Half of America’s Fortune 500 companies have set climate and clean energy goals. They're collectively saving at least $3.7 billion annually by doing so.

There’s a reason the 30-year fixed rate mortgage is the most common financing option for American homeowners. It comes down to two simple words: price certainty.

The same concept is driving America’s largest companies to choose renewable energy to power their operations over fossil fuels. Today, half of America’s Fortune 500 companies have set climate and clean energy goals, with many looking to lock in certainty about how much they’ll pay for their energy. This offers significant business value compared to the heavy price swings companies subject themselves to when hitching their energy wagons to fossil fuels.

On top of that, companies are seeing real savings by reducing their energy footprint and pursuing renewables: 190 companies report saving nearly $3.7 billion every year. (Read more in the new report, "Power Forward 3.0: How the largest U.S. companies are capturing business value while addressing climate change," authored by World Wildlife Fund, CDP, Calvert and Ceres.)

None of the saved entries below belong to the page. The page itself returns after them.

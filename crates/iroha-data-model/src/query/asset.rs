// SPDX-License-Identifier: Apache-2.0 OR MIT
// Copyright (c) 2025-2026 naskel.com

//! Asset and asset definition queries.

use super::QueryDecl;

pub(super) const QUERIES: &[QueryDecl] = &[
    QueryDecl::no_args("FindAllAssets"),
    QueryDecl::no_args("FindAllAssetsDefinitions"),
    QueryDecl::new("FindAssetById", &["id"]),
    QueryDecl::new("FindAssetDefinitionById", &["id"]),
    QueryDecl::new("FindAssetsByName", &["name"]),
    QueryDecl::new("FindAssetsByAccountId", &["account_id"]),
    QueryDecl::new("FindAssetsByAssetDefinitionId", &["asset_definition_id"]),
    QueryDecl::new("FindAssetsByDomainId", &["domain_id"]),
    QueryDecl::new(
        "FindAssetsByDomainIdAndAssetDefinitionId",
        &["domain_id", "asset_definition_id"],
    ),
    QueryDecl::new("FindAssetQuantityById", &["id"]),
    QueryDecl::new("FindTotalAssetQuantityByAssetDefinitionId", &["id"]),
    QueryDecl::new("FindAssetKeyValueByIdAndKey", &["id", "key"]),
    QueryDecl::new("FindAssetDefinitionKeyValueByIdAndKey", &["id", "key"]),
];
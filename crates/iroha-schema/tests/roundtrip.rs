// SPDX-License-Identifier: Apache-2.0 OR MIT
// Copyright (c) 2025-2026 naskel.com
//
// Property tests: decode(encode(v)) == v.

use iroha_schema::codec::{compact_len, decode_compact, encode_compact};
use iroha_schema::{Schema, SchemaBuilder, Value, VariantSpec};
use proptest::prelude::*;
use std::sync::OnceLock;

fn schema() -> &'static Schema {
    static SCHEMA: OnceLock<Schema> = OnceLock::new();
    SCHEMA.get_or_init(|| {
        let mut b = SchemaBuilder::new();
        b.make_struct(
            "p.Record",
            [
                ("id", "u64"),
                ("delta", "i32"),
                ("name", "String"),
                ("blob", "Vec<u8>"),
                ("flag", "Option<bool>"),
                ("limit", "Option<u32>"),
                ("amount", "Compact"),
                ("shape", "p.Shape"),
                ("labels", "Map<String, u128>"),
            ],
        )
        .expect("Record");
        b.make_enum(
            "p.Shape",
            [
                VariantSpec::unit("Point"),
                VariantSpec::new("Line", "u16"),
                VariantSpec::new("Nested", "p.Shape").with_index(9),
            ],
        )
        .expect("Shape");
        b.vec_of("u8");
        b.option_of("bool");
        b.option_of("u32");
        b.map_of("String", "u128");
        b.resolve_all().expect("resolve")
    })
}

fn shape_value(depth: u8, line: Option<u16>) -> Value {
    let ty = schema().type_id("p.Shape").expect("Shape");
    let mut value = match line {
        Some(n) => schema().variant(ty, "Line", Value::U16(n)),
        None => schema().variant(ty, "Point", Value::Unit),
    }
    .expect("variant");
    for _ in 0..depth {
        value = schema().variant(ty, "Nested", value).expect("Nested");
    }
    value
}

prop_compose! {
    fn record()(
        id in any::<u64>(),
        delta in any::<i32>(),
        name in ".{0,24}",
        blob in proptest::collection::vec(any::<u8>(), 0..80),
        flag in proptest::option::of(any::<bool>()),
        limit in proptest::option::of(any::<u32>()),
        amount in any::<u128>(),
        depth in 0u8..6,
        line in proptest::option::of(any::<u16>()),
        labels in proptest::collection::vec((".{0,6}", any::<u128>()), 0..4),
    ) -> Value {
        Value::structure([
            ("id", Value::U64(id)),
            ("delta", Value::I32(delta)),
            ("name", Value::String(name)),
            ("blob", Value::from(blob)),
            ("flag", Value::from(flag)),
            ("limit", Value::from(limit)),
            ("amount", Value::Compact(amount)),
            ("shape", shape_value(depth, line)),
            (
                "labels",
                Value::Map(
                    labels
                        .into_iter()
                        .map(|(k, v)| (Value::String(k), Value::U128(v)))
                        .collect(),
                ),
            ),
        ])
    }
}

proptest! {
    #[test]
    fn prop_compact_roundtrip(value in any::<u128>()) {
        let mut bytes = Vec::new();
        encode_compact(value, &mut bytes);
        prop_assert_eq!(bytes.len(), compact_len(value));
        prop_assert_eq!(decode_compact(&bytes), Ok((value, bytes.len())));
    }

    #[test]
    fn prop_compact_small_values(value in 0u128..(1 << 30)) {
        let mut bytes = Vec::new();
        encode_compact(value, &mut bytes);
        let expected = if value < 1 << 6 { 1 } else if value < 1 << 14 { 2 } else { 4 };
        prop_assert_eq!(bytes.len(), expected);
    }

    #[test]
    fn prop_record_roundtrip(value in record()) {
        let schema = schema();
        let ty = schema.type_id("p.Record").expect("Record");
        let bytes = schema.encode(ty, &value).expect("encode");
        prop_assert_eq!(schema.decode(ty, &bytes), Ok(value));
    }

    #[test]
    fn prop_truncation_never_panics(value in record(), cut in any::<prop::sample::Index>()) {
        let schema = schema();
        let ty = schema.type_id("p.Record").expect("Record");
        let bytes = schema.encode(ty, &value).expect("encode");
        let cut = cut.index(bytes.len());
        prop_assert!(schema.decode(ty, &bytes[..cut]).is_err());
    }

    #[test]
    fn prop_arbitrary_bytes_never_panic(bytes in proptest::collection::vec(any::<u8>(), 0..64)) {
        let schema = schema();
        let ty = schema.type_id("p.Record").expect("Record");
        let _ = schema.decode(ty, &bytes);
    }
}

fn sample_record() -> Value {
    Value::structure([
        ("id", Value::U64(1)),
        ("delta", Value::I32(-1)),
        ("name", Value::from("r")),
        ("blob", Value::from(vec![1u8, 2])),
        ("flag", Value::none()),
        ("limit", Value::some(Value::U32(9))),
        ("amount", Value::Compact(5)),
        ("shape", shape_value(0, None)),
        ("labels", Value::Map(Vec::new())),
    ])
}

fn with_field(name: &str, replacement: Value) -> Value {
    let mut value = sample_record();
    assert!(value.set_field(name, replacement));
    value
}

#[test]
fn test_values_decode_never_yields_are_rejected() {
    let schema = schema();
    let ty = schema.type_id("p.Record").expect("Record");
    assert!(schema.validate(ty, &sample_record()).is_ok());

    let aliases = [
        ("blob", Value::Array(vec![Value::U8(1), Value::U8(2)])),
        ("amount", Value::U64(5)),
        ("amount", Value::U32(5)),
        ("amount", Value::U128(5)),
        ("id", Value::Compact(1)),
    ];
    for (field, alias) in aliases {
        let value = with_field(field, alias.clone());
        assert!(
            schema.validate(ty, &value).is_err(),
            "{field} accepted {alias:?}"
        );
        assert!(schema.encode(ty, &value).is_err());
    }

    let Value::Struct(mut fields) = sample_record() else {
        panic!("record is a struct");
    };
    fields.swap(0, 1);
    assert!(schema.validate(ty, &Value::Struct(fields)).is_err());
}

#[test]
fn test_zero_arity_tuple_only_accepts_empty_tuple() {
    let mut b = SchemaBuilder::new();
    b.make_tuple("p.NoArgs", Vec::<&str>::new()).expect("NoArgs");
    b.array_of("u8", 2);
    let schema = b.resolve_all().expect("resolve");

    let no_args = schema.type_id("p.NoArgs").expect("NoArgs");
    assert!(schema.encode(no_args, &Value::Unit).is_err());
    let bytes = schema.encode(no_args, &Value::empty_tuple()).expect("encode");
    assert_eq!(schema.decode(no_args, &bytes), Ok(Value::empty_tuple()));

    let array = schema.type_id("[u8; 2]").expect("array");
    let as_sequence = Value::Sequence(vec![Value::U8(1), Value::U8(2)]);
    assert!(schema.encode(array, &as_sequence).is_err());
}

This mainstreaming of clean energy isn’t just for business. It has an essential role to play in helping accelerate the United States’ action on climate change, despite the rollback of federal action. Through their investments, these same 190 iconic American companies are cutting annual climate pollution the equivalent of taking 45 coal-fired power plants off line.

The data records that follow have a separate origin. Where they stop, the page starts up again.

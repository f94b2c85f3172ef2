// SPDX-License-Identifier: Apache-2.0 OR MIT
// Copyright (c) 2025-2026 naskel.com

//! Hashes, keys and signatures as they appear in query messages.
//!
//! Only the wire shapes live here; producing signatures is delegated to a
//! [`Signer`](crate::signing::Signer).

use crate::convert::{newtype, FromValue, ToValue};
use crate::paths::*;
use iroha_schema::{SchemaBuilder, SchemaError, TypeSpec, Value};
use std::fmt;

/// Length of a [`Hash`] in bytes.
pub const HASH_LENGTH: usize = 32;

/// Fixed-width content hash.
#[derive(Debug, Clone, Copy, PartialEq, Eq, Hash, PartialOrd, Ord)]
pub struct Hash(pub [u8; HASH_LENGTH]);

impl Hash {
    pub fn as_bytes(&self) -> &[u8; HASH_LENGTH] {
        &self.0
    }
}

impl fmt::Display for Hash {
    fn fmt(&self, f: &mut fmt::Formatter<'_>) -> fmt::Result {
        f.write_str(&hex::encode(self.0))
    }
}

impl ToValue for Hash {
    fn to_value(&self) -> Value {
        let bytes = self.0.iter().map(|b| Value::U8(*b)).collect();
        Value::Tuple(vec![Value::Array(bytes)])
    }
}

impl FromValue for Hash {
    fn from_value(value: &Value) -> Option<Self> {
        let bytes = newtype(value)?.as_bytes()?;
        bytes.try_into().ok().map(Self)
    }
}

/// Public key with its multihash digest function name, e.g. `ed25519`.
#[derive(Debug, Clone, PartialEq, Eq, Hash)]
pub struct PublicKey {
    pub digest_function: String,
    pub payload: Vec<u8>,
}

impl PublicKey {
    pub fn new(digest_function: impl Into<String>, payload: impl Into<Vec<u8>>) -> Self {
        Self {
            digest_function: digest_function.into(),
            payload: payload.into(),
        }
    }
}

impl fmt::Display for PublicKey {
    fn fmt(&self, f: &mut fmt::Formatter<'_>) -> fmt::Result {
        write!(f, "{}:{}", self.digest_function, hex::encode(&self.payload))
    }
}

impl ToValue for PublicKey {
    fn to_value(&self) -> Value {
        Value::structure([
            ("digest_function", Value::from(self.digest_function.as_str())),
            ("payload", Value::from(self.payload.clone())),
        ])
    }
}

impl FromValue for PublicKey {
    fn from_value(value: &Value) -> Option<Self> {
        Some(Self {
            digest_function: value.get_field("digest_function")?.as_str()?.to_string(),
            payload: value.get_field("payload")?.as_bytes()?,
        })
    }
}

/// A signature together with the key that verifies it.
#[derive(Debug, Clone, PartialEq, Eq, Hash)]
pub struct Signature {
    pub public_key: PublicKey,
    pub payload: Vec<u8>,
}

impl ToValue for Signature {
    fn to_value(&self) -> Value {
        Value::structure([
            ("public_key", self.public_key.to_value()),
            ("payload", Value::from(self.payload.clone())),
        ])
    }
}

impl FromValue for Signature {
    fn from_value(value: &Value) -> Option<Self> {
        Some(Self {
            public_key: PublicKey::from_value(value.get_field("public_key")?)?,
            payload: value.get_field("payload")?.as_bytes()?,
        })
    }
}

/// Signature over a value of a known type. Same wire form as [`Signature`]
/// wrapped in a one-element tuple.
#[derive(Debug, Clone, PartialEq, Eq, Hash)]
pub struct SignatureOf(pub Signature);

impl ToValue for SignatureOf {
    fn to_value(&self) -> Value {
        Value::Tuple(vec![self.0.to_value()])
    }
}

impl FromValue for SignatureOf {
    fn from_value(value: &Value) -> Option<Self> {
        newtype(value).and_then(Signature::from_value).map(Self)
    }
}

pub(crate) fn declare(b: &mut SchemaBuilder) -> Result<(), SchemaError> {
    let digest = b.array_of("u8", HASH_LENGTH);
    let bytes = b.vec_of("u8");

    b.make_tuple(HASH, [digest])?;
    b.make_struct(
        PUBLIC_KEY,
        [
            ("digest_function", TypeSpec::from("String")),
            ("payload", TypeSpec::from(&bytes)),
        ],
    )?;
    b.make_struct(
        SIGNATURE,
        [
            ("public_key", TypeSpec::from(PUBLIC_KEY)),
            ("payload", TypeSpec::from(bytes)),
        ],
    )?;
    b.make_tuple(SIGNATURE_OF, [SIGNATURE])?;
    Ok(())
}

Businesses already pursuing ambitious reduction targets should work with their supply chains to follow their lead.

Economists and scientists alike long have known that the speed and scale of the climate challenge cannot be solved by governments alone. To meet the climate targets set forth under the historic Paris Agreement, the world must swiftly transition to a zero-carbon economy; that will require driving innovative approaches across all sectors of society.

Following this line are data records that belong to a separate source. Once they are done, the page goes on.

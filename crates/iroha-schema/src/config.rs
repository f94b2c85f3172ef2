// SPDX-License-Identifier: Apache-2.0 OR MIT
// Copyright (c) 2025-2026 naskel.com

//! Codec configuration.
//!
//! Supports both programmatic and file-based configuration.
//!
//! ```toml
//! max_depth = 128
//! max_sequence_len = 1048576
//! reject_trailing_bytes = true
//! ```

use serde::{Deserialize, Serialize};
use std::path::Path;
use thiserror::Error;

/// Configuration errors.
#[derive(Debug, Error)]
pub enum ConfigError {
    #[error("I/O error: {0}")]
    Io(#[from] std::io::Error),

    #[error("TOML parse error: {0}")]
    Toml(#[from] toml::de::Error),

    #[error("Invalid configuration: {0}")]
    Invalid(String),
}

/// Limits applied while decoding untrusted input.
#[derive(Debug, Clone, PartialEq, Eq, Serialize, Deserialize)]
pub struct CodecConfig {
    /// Maximum nesting of composite values.
    #[serde(default = "default_max_depth")]
    pub max_depth: usize,

    /// Maximum element count of a sequence or map, and byte length of a string.
    #[serde(default = "default_max_sequence_len")]
    pub max_sequence_len: usize,

    /// Fail when bytes remain after the top-level value.
    #[serde(default = "default_true")]
    pub reject_trailing_bytes: bool,
}

fn default_max_depth() -> usize {
    128
}

fn default_max_sequence_len() -> usize {
    1 << 20
}

fn default_true() -> bool {
    true
}

impl Default for CodecConfig {
    fn default() -> Self {
        Self {
            max_depth: default_max_depth(),
            max_sequence_len: default_max_sequence_len(),
            reject_trailing_bytes: true,
        }
    }
}

impl CodecConfig {
    /// Load configuration from a TOML file.
    pub fn from_file<P: AsRef<Path>>(path: P) -> Result<Self, ConfigError> {
        let content = std::fs::read_to_string(path)?;
        Self::from_toml(&content)
    }

    /// Parse configuration from TOML text.
    pub fn from_toml(content: &str) -> Result<Self, ConfigError> {
        let config: Self = toml::from_str(content)?;
        config.validate()?;
        Ok(config)
    }

    /// Validate the configuration.
    pub fn validate(&self) -> Result<(), ConfigError> {
        if self.max_depth == 0 {
            return Err(ConfigError::Invalid("max_depth must be at least 1".into()));
        }
        if self.max_sequence_len == 0 {
            return Err(ConfigError::Invalid(
                "max_sequence_len must be at least 1".into(),
            ));
        }
        Ok(())
    }

    /// Accept trailing bytes (for decoding a message prefix).
    pub fn allow_trailing_bytes(mut self) -> Self {
        self.reject_trailing_bytes = false;
        self
    }
}
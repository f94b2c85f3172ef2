// SPDX-License-Identifier: Apache-2.0 OR MIT
// Copyright (c) 2025-2026 naskel.com

#![no_main]

use iroha_schema::codec::{decode_compact, encode_compact};
use libfuzzer_sys::fuzz_target;

fuzz_target!(|data: &[u8]| {
    // Only canonical encodings decode, so decoding then encoding is the identity
    if let Ok((value, used)) = decode_compact(data) {
        let mut bytes = Vec::new();
        encode_compact(value, &mut bytes);
        assert_eq!(bytes, &data[..used]);
    }
});
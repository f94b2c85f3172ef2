// SPDX-License-Identifier: Apache-2.0 OR MIT
// Copyright (c) 2025-2026 naskel.com

//! Error type for building and reading query messages.

use crate::ids::IdError;
use crate::signing::SignError;
use iroha_schema::{CodecError, EnvelopeError, SchemaError};
use thiserror::Error;

/// Request building and response reading errors.
#[derive(Debug, Error)]
pub enum RequestError {
    #[error("Schema error: {0}")]
    Schema(#[from] SchemaError),

    #[error("Codec error: {0}")]
    Codec(#[from] CodecError),

    #[error("Envelope error: {0}")]
    Envelope(#[from] EnvelopeError),

    #[error("Signing error: {0}")]
    Sign(#[from] SignError),

    #[error("Invalid identifier: {0}")]
    Id(#[from] IdError),

    #[error("Unknown query `{0}`")]
    UnknownQuery(String),

    #[error("Query `{query}` expects {expected} argument(s), got {found}")]
    ArgumentCount {
        query: String,
        expected: usize,
        found: usize,
    },

    #[error("Query `{query}` is missing argument `{argument}`")]
    MissingArgument { query: String, argument: String },

    #[error("Query `{query}` has no argument `{argument}`")]
    UnknownArgument { query: String, argument: String },

    #[error("Unexpected shape for {0}")]
    Malformed(&'static str),
}

pub type Result<T> = std::result::Result<T, RequestError>;
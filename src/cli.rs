// cli.rs - Command-line interface configuration
use std::path::PathBuf;

use clap::Parser;

#[derive(Parser, Debug, Clone)]
#[command(name = "orbit-scene")]
#[command(about = "WebGPU demo scene with an auto-rotating orbit camera", long_about = None)]
pub struct Cli {
    /// JSON scene config overriding the built-in demo scene
    #[arg(long)]
    pub config: Option<PathBuf>,

    /// Equirectangular Radiance .hdr environment map
    #[arg(long)]
    pub hdr: Option<PathBuf>,

    /// Auto-rotation speed multiplier
    #[arg(long)]
    pub speed: Option<f32>,

    /// Start with auto-rotation switched off
    #[arg(long = "no-auto-rotate", default_value = "false")]
    pub no_auto_rotate: bool,

    /// Disable the FPS overlay
    #[arg(long = "no-ui", default_value = "false")]
    pub no_ui: bool,
}
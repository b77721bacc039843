use glam::Vec3;

/// Vertex layout shared by every mesh in the scene.
#[repr(C)]
#[derive(Debug, Copy, Clone, bytemuck::Pod, bytemuck::Zeroable)]
pub struct Vertex {
    pub position: [f32; 3],
    pub normal: [f32; 3],
    pub uv: [f32; 2],
}

impl Vertex {
    pub const ATTRIBUTES: [wgpu::VertexAttribute; 3] =
        wgpu::vertex_attr_array![0 => Float32x3, 1 => Float32x3, 2 => Float32x2];

    pub fn layout() -> wgpu::VertexBufferLayout<'static> {
        wgpu::VertexBufferLayout {
            array_stride: std::mem::size_of::<Vertex>() as wgpu::BufferAddress,
            step_mode: wgpu::VertexStepMode::Vertex,
            attributes: &Self::ATTRIBUTES,
        }
    }
}

/// CPU-side geometry; the renderer uploads it into vertex/index buffers.
#[derive(Debug, Clone)]
pub struct Mesh {
    pub vertices: Vec<Vertex>,
    pub indices: Vec<u32>,
}

impl Mesh {
    /// Ground plane in the x-z plane facing +y. UVs are scaled so the
    /// checker texture repeats every 20 world units, the tiling the stock
    /// ground plane uses.
    pub fn plane(width: f32, depth: f32) -> Self {
        let hw = width * 0.5;
        let hd = depth * 0.5;
        let u = width / 20.0;
        let v = depth / 20.0;

        let normal = [0.0, 1.0, 0.0];
        let vertices = vec![
            Vertex { position: [-hw, 0.0, -hd], normal, uv: [0.0, 0.0] },
            Vertex { position: [hw, 0.0, -hd], normal, uv: [u, 0.0] },
            Vertex { position: [hw, 0.0, hd], normal, uv: [u, v] },
            Vertex { position: [-hw, 0.0, hd], normal, uv: [0.0, v] },
        ];
        let indices = vec![0, 2, 1, 0, 3, 2];

        Self { vertices, indices }
    }

    /// Axis-aligned box centered at the origin: 24 vertices so every face
    /// gets a flat normal and its own UVs.
    pub fn cuboid(size: Vec3) -> Self {
        // (normal, u axis, v axis) per face
        const FACES: [([f32; 3], [f32; 3], [f32; 3]); 6] = [
            ([1.0, 0.0, 0.0], [0.0, 0.0, -1.0], [0.0, 1.0, 0.0]),
            ([-1.0, 0.0, 0.0], [0.0, 0.0, 1.0], [0.0, 1.0, 0.0]),
            ([0.0, 1.0, 0.0], [1.0, 0.0, 0.0], [0.0, 0.0, -1.0]),
            ([0.0, -1.0, 0.0], [1.0, 0.0, 0.0], [0.0, 0.0, 1.0]),
            ([0.0, 0.0, 1.0], [1.0, 0.0, 0.0], [0.0, 1.0, 0.0]),
            ([0.0, 0.0, -1.0], [-1.0, 0.0, 0.0], [0.0, 1.0, 0.0]),
        ];

        let half = size * 0.5;
        let mut vertices = Vec::with_capacity(24);
        let mut indices = Vec::with_capacity(36);

        for (normal, u_axis, v_axis) in FACES {
            let n = Vec3::from_array(normal);
            let u = Vec3::from_array(u_axis);
            let v = Vec3::from_array(v_axis);
            let base = vertices.len() as u32;

            for (su, sv) in [(-1.0f32, -1.0f32), (1.0, -1.0), (1.0, 1.0), (-1.0, 1.0)] {
                let position = ((n + u * su + v * sv) * half).to_array();
                vertices.push(Vertex {
                    position,
                    normal,
                    uv: [(su + 1.0) * 0.5, (sv + 1.0) * 0.5],
                });
            }
            indices.extend_from_slice(&[base, base + 1, base + 2, base, base + 2, base + 3]);
        }

        Self { vertices, indices }
    }
}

America’s largest, most successful businesses are showing the way to do it: aligning their bottom lines with the Paris Agreement’s global temperature goals while driving innovation and capturing business value in the process.  Of the 210 global companies that have set or pledged to set targets aligned with the best available climate science in the next two years, 82 are in the Fortune 500. Twenty-three Fortune 500 companies have committed to powering their operations with 100 percent renewable energy, compared to only a handful of companies a few years ago.

While the trend lines are positive, there’s still room for corporate America to accelerate its own pace. Businesses already pursuing ambitious reduction targets should work with their supply chains to follow their lead. Companies can help increase access to cost-competitive renewables by harnessing their demand together through joint initiatives. These businesses also have a major role to play in scaling up renewable energy and energy efficiency across the country by voicing support for local, state and national policies that accelerate a low-carbon American economy.

The question is no longer if the transition to a low-carbon economy will occur, but how quickly we embrace the positive opportunities that come with guaranteeing a stable planet for this and future generations. Today, the leaders in corporate America are driving the clean energy innovation and industries of the 21st century. The transition to the low carbon economy is inevitable, and those businesses that hitch their wagon to this new engine of growth will reap the largest rewards.